No he vuelto a la ciudad, me he instalado en una antigua cueva de piratas en la costa norte de Transelgor. Vivo como un ermitaño, solo, sin luz, sin ningún tipo de lujo. Apartado de la sociedad de bienestar. Intento concentrarme en las actividades diarias para no volverme loco. Pesco, recojo la cueva, intento leer y escribir un poco cada día. He traído conmigo todo el material de acampada que me ha sido posible, tengo que estar preparado para pasar una larga temporada oculto de los ojos del mundo. Hasta que todo pase y se olviden de mí.
El sonido del mar me acompaña cada día, las olas son el diapasón de mis sentidos, marcan los segundos, el nuevo ritmo de mi vida. El olor a salitre impregna mis noches y mis días.

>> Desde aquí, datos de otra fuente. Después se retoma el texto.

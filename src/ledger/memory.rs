//! In-memory ledgers backed by hash maps.

use std::collections::HashMap;

use crate::ledger::{CollateralAsset, LedgerError, TokenLedger};
use crate::types::{AccountId, AssetId, TokenId};

fn debit(
    balances: &mut HashMap<(AccountId, TokenId), u128>,
    account: AccountId,
    token: TokenId,
    amount: u128,
) -> Result<(), LedgerError> {
    let available = balances.get(&(account, token)).copied().unwrap_or(0);
    let remaining = available
        .checked_sub(amount)
        .ok_or(LedgerError::InsufficientBalance {
            account,
            available,
            required: amount,
        })?;
    if remaining == 0 {
        balances.remove(&(account, token));
    } else {
        balances.insert((account, token), remaining);
    }
    Ok(())
}

// ============================================================================
// OutcomeBook
// ============================================================================

/// Outcome token balances and per-token supply.
#[derive(Debug, Clone, Default)]
pub struct OutcomeBook {
    balances: HashMap<(AccountId, TokenId), u128>,
    supply: HashMap<TokenId, u128>,
}

impl OutcomeBook {
    pub fn new() -> Self {
        Self::default()
    }

    /// Total minted minus burned for `token`
    pub fn total_supply(&self, token: TokenId) -> u128 {
        self.supply.get(&token).copied().unwrap_or(0)
    }
}

impl TokenLedger for OutcomeBook {
    fn mint(&mut self, to: AccountId, token: TokenId, amount: u128) -> Result<(), LedgerError> {
        let supply = self
            .total_supply(token)
            .checked_add(amount)
            .ok_or(LedgerError::Overflow { account: to })?;
        let balance = self
            .balance_of(to, token)
            .checked_add(amount)
            .ok_or(LedgerError::Overflow { account: to })?;
        self.supply.insert(token, supply);
        self.balances.insert((to, token), balance);
        Ok(())
    }

    fn burn(&mut self, from: AccountId, token: TokenId, amount: u128) -> Result<(), LedgerError> {
        debit(&mut self.balances, from, token, amount)?;
        // supply >= any single balance, so this cannot underflow
        let supply = self.total_supply(token).saturating_sub(amount);
        self.supply.insert(token, supply);
        Ok(())
    }

    fn transfer(
        &mut self,
        from: AccountId,
        to: AccountId,
        token: TokenId,
        amount: u128,
    ) -> Result<(), LedgerError> {
        let available = self.balance_of(from, token);
        if from == to {
            return if available >= amount {
                Ok(())
            } else {
                Err(LedgerError::InsufficientBalance {
                    account: from,
                    available,
                    required: amount,
                })
            };
        }
        let credited = self
            .balance_of(to, token)
            .checked_add(amount)
            .ok_or(LedgerError::Overflow { account: to })?;
        debit(&mut self.balances, from, token, amount)?;
        self.balances.insert((to, token), credited);
        Ok(())
    }

    fn balance_of(&self, account: AccountId, token: TokenId) -> u128 {
        self.balances.get(&(account, token)).copied().unwrap_or(0)
    }
}

// ============================================================================
// CollateralBook
// ============================================================================

/// Collateral balances for any number of assets.
#[derive(Debug, Clone, Default)]
pub struct CollateralBook {
    balances: HashMap<(AssetId, AccountId), u128>,
}

impl CollateralBook {
    pub fn new() -> Self {
        Self::default()
    }

    /// Fund an account out of thin air (faucet for tests and demos)
    pub fn credit(&mut self, asset: AssetId, account: AccountId, amount: u128) -> Result<(), LedgerError> {
        let balance = self
            .balance_of(asset, account)
            .checked_add(amount)
            .ok_or(LedgerError::Overflow { account })?;
        self.balances.insert((asset, account), balance);
        Ok(())
    }
}

impl CollateralAsset for CollateralBook {
    fn transfer(
        &mut self,
        asset: AssetId,
        from: AccountId,
        to: AccountId,
        amount: u128,
    ) -> Result<(), LedgerError> {
        let available = self.balance_of(asset, from);
        let remaining = available
            .checked_sub(amount)
            .ok_or(LedgerError::InsufficientBalance {
                account: from,
                available,
                required: amount,
            })?;
        if from == to {
            return Ok(());
        }
        let credited = self
            .balance_of(asset, to)
            .checked_add(amount)
            .ok_or(LedgerError::Overflow { account: to })?;
        self.balances.insert((asset, from), remaining);
        self.balances.insert((asset, to), credited);
        Ok(())
    }

    fn balance_of(&self, asset: AssetId, account: AccountId) -> u128 {
        self.balances.get(&(asset, account)).copied().unwrap_or(0)
    }
}

// ============================================================================
// Unit Tests
// ============================================================================

#[cfg(test)]
mod tests {
    use super::*;
    use crate::types::MarketId;

    fn alice() -> AccountId {
        AccountId::derive(b"alice")
    }

    fn bob() -> AccountId {
        AccountId::derive(b"bob")
    }

    fn token(index: u8) -> TokenId {
        TokenId::new(MarketId::derive(b"market"), index)
    }

    #[test]
    fn test_mint_burn_supply() {
        let mut book = OutcomeBook::new();
        book.mint(alice(), token(0), 100).unwrap();
        book.mint(bob(), token(0), 50).unwrap();
        assert_eq!(book.total_supply(token(0)), 150);
        assert_eq!(book.total_supply(token(1)), 0);

        book.burn(alice(), token(0), 40).unwrap();
        assert_eq!(book.balance_of(alice(), token(0)), 60);
        assert_eq!(book.total_supply(token(0)), 110);
    }

    #[test]
    fn test_burn_more_than_balance_fails_cleanly() {
        let mut book = OutcomeBook::new();
        book.mint(alice(), token(1), 10).unwrap();
        let err = book.burn(alice(), token(1), 11).unwrap_err();
        assert_eq!(
            err,
            LedgerError::InsufficientBalance {
                account: alice(),
                available: 10,
                required: 11
            }
        );
        assert_eq!(book.balance_of(alice(), token(1)), 10);
        assert_eq!(book.total_supply(token(1)), 10);
    }

    #[test]
    fn test_outcome_transfer() {
        let mut book = OutcomeBook::new();
        book.mint(alice(), token(0), 100).unwrap();
        book.transfer(alice(), bob(), token(0), 30).unwrap();
        assert_eq!(book.balance_of(alice(), token(0)), 70);
        assert_eq!(book.balance_of(bob(), token(0)), 30);

        book.transfer(alice(), alice(), token(0), 70).unwrap();
        assert_eq!(book.balance_of(alice(), token(0)), 70);
        assert!(book.transfer(bob(), alice(), token(0), 31).is_err());
    }

    #[test]
    fn test_mint_overflow() {
        let mut book = OutcomeBook::new();
        book.mint(alice(), token(0), u128::MAX).unwrap();
        assert_eq!(
            book.mint(alice(), token(0), 1),
            Err(LedgerError::Overflow { account: alice() })
        );
    }

    #[test]
    fn test_collateral_transfer() {
        let usdc = AssetId::derive(b"usdc");
        let mut book = CollateralBook::new();
        book.credit(usdc, alice(), 1_000).unwrap();

        book.transfer(usdc, alice(), bob(), 400).unwrap();
        assert_eq!(book.balance_of(usdc, alice()), 600);
        assert_eq!(book.balance_of(usdc, bob()), 400);

        assert!(book.transfer(usdc, bob(), alice(), 401).is_err());
        assert_eq!(book.balance_of(usdc, bob()), 400);

        // Balances are per asset
        assert_eq!(book.balance_of(AssetId::derive(b"dai"), alice()), 0);
    }
}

Pero ahora tengo mucho tiempo para pensar en mi futuro, en lo que quiero, en lo que querré cuando salga de aquí. Intento convencerme de que este no es el final, de que mis ideas de procastinación son infundadas, algún día podré comenzar nuevos proyectos y terminarlos. Hoy soy incapaz de hacerlo, intento concentrarme en todo lo que quiero hacer, pero me resulta imposible. Una parte de mí bloquea todo intento de acción, el miedo me atenaza, me impide acabar cualquier cosa que empiece. Además la soledad no me ayuda en nada a salir adelante, el aislamiento me impele hacia mis más bajos impulsos. Soy como un autómata que, simplemente, espera a que acabe el día. Espero salir ileso de mí mismo.